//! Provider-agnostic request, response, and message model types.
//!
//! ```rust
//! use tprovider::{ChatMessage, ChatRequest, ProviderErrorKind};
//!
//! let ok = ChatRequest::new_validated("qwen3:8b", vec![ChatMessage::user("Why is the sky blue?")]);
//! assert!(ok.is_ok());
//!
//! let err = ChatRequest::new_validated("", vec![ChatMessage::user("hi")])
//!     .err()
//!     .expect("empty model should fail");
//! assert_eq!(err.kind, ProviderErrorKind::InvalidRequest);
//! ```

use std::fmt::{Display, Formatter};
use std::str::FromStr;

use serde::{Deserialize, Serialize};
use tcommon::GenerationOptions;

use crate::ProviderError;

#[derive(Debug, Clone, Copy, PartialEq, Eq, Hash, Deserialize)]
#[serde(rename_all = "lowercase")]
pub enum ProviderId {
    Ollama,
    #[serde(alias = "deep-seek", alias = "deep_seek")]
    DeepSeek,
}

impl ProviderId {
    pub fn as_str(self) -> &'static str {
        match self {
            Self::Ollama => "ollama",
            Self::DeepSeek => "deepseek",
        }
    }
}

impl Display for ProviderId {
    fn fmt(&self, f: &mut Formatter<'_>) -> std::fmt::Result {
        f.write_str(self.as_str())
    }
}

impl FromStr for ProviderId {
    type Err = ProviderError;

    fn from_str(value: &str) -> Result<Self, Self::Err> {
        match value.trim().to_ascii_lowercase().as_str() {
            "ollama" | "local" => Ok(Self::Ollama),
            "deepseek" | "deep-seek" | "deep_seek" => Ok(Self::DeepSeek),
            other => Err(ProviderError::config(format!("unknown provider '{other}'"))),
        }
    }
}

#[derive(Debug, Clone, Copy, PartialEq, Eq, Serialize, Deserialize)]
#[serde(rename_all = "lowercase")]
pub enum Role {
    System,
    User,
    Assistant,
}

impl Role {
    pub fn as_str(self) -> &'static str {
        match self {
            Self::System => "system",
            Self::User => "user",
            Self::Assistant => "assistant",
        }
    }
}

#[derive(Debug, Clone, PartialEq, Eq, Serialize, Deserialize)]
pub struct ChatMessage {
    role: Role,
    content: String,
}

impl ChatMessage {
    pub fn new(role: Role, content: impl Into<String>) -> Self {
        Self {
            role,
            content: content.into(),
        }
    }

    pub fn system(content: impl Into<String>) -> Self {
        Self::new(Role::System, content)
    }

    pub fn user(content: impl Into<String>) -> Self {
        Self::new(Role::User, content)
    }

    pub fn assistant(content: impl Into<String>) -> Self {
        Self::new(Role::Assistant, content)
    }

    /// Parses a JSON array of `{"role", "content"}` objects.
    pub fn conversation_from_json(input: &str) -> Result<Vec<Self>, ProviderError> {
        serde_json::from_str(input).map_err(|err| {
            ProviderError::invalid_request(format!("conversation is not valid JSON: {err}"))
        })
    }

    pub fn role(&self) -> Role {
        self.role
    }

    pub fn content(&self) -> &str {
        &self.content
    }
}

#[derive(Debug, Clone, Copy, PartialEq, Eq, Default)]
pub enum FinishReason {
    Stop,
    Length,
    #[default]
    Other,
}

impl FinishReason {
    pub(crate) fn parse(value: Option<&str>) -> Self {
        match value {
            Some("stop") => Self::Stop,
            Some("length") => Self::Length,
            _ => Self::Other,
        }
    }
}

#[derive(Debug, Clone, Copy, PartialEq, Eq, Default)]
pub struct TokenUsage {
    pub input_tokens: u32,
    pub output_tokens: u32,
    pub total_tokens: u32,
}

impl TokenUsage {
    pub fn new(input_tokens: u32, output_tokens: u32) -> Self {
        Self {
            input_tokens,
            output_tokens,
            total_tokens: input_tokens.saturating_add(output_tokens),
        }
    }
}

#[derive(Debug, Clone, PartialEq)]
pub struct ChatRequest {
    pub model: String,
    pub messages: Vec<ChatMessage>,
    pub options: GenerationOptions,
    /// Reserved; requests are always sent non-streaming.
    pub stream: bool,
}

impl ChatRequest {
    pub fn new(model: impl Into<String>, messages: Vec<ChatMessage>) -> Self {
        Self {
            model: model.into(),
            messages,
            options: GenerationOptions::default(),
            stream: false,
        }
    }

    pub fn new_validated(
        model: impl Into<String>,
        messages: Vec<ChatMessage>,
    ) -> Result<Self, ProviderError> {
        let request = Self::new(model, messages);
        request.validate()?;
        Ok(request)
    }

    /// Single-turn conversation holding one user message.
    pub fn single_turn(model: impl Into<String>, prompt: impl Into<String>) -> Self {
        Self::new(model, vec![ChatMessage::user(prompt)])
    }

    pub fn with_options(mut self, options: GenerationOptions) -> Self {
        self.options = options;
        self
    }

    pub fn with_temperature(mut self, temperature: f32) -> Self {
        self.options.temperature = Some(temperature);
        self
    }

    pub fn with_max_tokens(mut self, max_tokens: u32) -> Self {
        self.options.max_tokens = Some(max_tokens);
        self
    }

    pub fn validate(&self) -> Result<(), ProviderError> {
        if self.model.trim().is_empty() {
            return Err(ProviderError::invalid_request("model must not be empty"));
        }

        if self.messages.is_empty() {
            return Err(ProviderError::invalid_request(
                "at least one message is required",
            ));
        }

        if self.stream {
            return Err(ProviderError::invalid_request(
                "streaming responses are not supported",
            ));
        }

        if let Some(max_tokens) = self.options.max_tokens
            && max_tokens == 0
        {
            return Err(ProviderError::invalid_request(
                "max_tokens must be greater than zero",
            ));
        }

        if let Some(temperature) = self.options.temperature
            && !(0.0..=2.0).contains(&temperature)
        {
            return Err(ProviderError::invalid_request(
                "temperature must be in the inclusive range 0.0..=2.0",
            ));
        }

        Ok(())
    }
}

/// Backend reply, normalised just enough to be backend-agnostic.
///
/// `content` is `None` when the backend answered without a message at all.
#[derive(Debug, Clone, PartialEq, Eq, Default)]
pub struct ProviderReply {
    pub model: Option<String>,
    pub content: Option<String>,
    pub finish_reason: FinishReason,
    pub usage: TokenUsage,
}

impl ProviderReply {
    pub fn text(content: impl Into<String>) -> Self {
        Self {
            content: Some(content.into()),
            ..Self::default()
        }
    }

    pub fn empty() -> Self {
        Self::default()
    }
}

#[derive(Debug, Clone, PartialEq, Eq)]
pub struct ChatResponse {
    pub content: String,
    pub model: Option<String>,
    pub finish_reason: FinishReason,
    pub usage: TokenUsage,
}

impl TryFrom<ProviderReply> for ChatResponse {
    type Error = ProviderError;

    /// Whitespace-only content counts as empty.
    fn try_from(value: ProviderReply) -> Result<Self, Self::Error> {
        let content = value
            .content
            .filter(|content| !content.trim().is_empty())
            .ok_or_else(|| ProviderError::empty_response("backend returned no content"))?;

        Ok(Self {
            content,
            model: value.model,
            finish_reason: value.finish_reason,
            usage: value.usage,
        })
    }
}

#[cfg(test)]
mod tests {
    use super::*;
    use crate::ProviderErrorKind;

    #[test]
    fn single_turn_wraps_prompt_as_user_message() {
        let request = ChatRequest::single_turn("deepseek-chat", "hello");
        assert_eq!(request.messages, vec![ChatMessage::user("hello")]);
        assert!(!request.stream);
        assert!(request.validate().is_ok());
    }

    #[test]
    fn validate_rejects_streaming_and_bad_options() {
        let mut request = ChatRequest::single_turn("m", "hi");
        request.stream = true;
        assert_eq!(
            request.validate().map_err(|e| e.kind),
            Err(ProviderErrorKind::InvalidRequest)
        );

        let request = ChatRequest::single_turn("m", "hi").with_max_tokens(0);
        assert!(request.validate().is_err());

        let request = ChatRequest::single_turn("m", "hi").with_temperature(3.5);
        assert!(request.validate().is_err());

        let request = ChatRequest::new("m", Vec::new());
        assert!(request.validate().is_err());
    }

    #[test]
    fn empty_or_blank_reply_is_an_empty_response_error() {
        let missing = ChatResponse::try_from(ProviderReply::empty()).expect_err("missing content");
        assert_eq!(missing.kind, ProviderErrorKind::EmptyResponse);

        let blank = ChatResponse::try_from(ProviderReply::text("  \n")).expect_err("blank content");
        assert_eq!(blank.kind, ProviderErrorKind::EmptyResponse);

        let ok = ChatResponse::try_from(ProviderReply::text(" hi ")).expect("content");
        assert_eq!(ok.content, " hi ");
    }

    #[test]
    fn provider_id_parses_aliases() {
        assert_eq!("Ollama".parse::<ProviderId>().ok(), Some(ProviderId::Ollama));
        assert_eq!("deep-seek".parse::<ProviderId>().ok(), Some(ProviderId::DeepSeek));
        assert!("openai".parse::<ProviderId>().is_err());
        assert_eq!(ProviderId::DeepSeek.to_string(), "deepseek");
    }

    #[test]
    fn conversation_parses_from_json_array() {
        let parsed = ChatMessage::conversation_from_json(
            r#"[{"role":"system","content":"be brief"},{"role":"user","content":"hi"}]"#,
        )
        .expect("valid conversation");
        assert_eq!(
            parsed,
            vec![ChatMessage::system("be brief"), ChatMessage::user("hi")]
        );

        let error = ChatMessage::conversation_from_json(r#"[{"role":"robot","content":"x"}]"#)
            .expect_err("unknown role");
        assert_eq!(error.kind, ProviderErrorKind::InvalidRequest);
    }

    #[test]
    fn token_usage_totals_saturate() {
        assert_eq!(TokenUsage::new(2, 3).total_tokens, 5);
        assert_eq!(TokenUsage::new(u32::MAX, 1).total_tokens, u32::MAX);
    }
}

--*--

◆ EXERCISE DETAILS ◆
Above are the records. Copy the lines beginning at the one that has "pub struct TokenUsage" and ending with the one that has "one user message.", unchanged.

◆ SOLUTION FOR THIS EXERCISE ◆
pub struct TokenUsage {
    pub input_tokens: u32,
    pub output_tokens: u32,
    pub total_tokens: u32,
}

impl TokenUsage {
    pub fn new(input_tokens: u32, output_tokens: u32) -> Self {
        Self {
            input_tokens,
            output_tokens,
            total_tokens: input_tokens.saturating_add(output_tokens),
        }
    }
}

#[derive(Debug, Clone, PartialEq)]
pub struct ChatRequest {
    pub model: String,
    pub messages: Vec<ChatMessage>,
    pub options: GenerationOptions,
    /// Reserved; requests are always sent non-streaming.
    pub stream: bool,
}

impl ChatRequest {
    pub fn new(model: impl Into<String>, messages: Vec<ChatMessage>) -> Self {
        Self {
            model: model.into(),
            messages,
            options: GenerationOptions::default(),
            stream: false,
        }
    }

    pub fn new_validated(
        model: impl Into<String>,
        messages: Vec<ChatMessage>,
    ) -> Result<Self, ProviderError> {
        let request = Self::new(model, messages);
        request.validate()?;
        Ok(request)
    }

    /// Single-turn conversation holding one user message.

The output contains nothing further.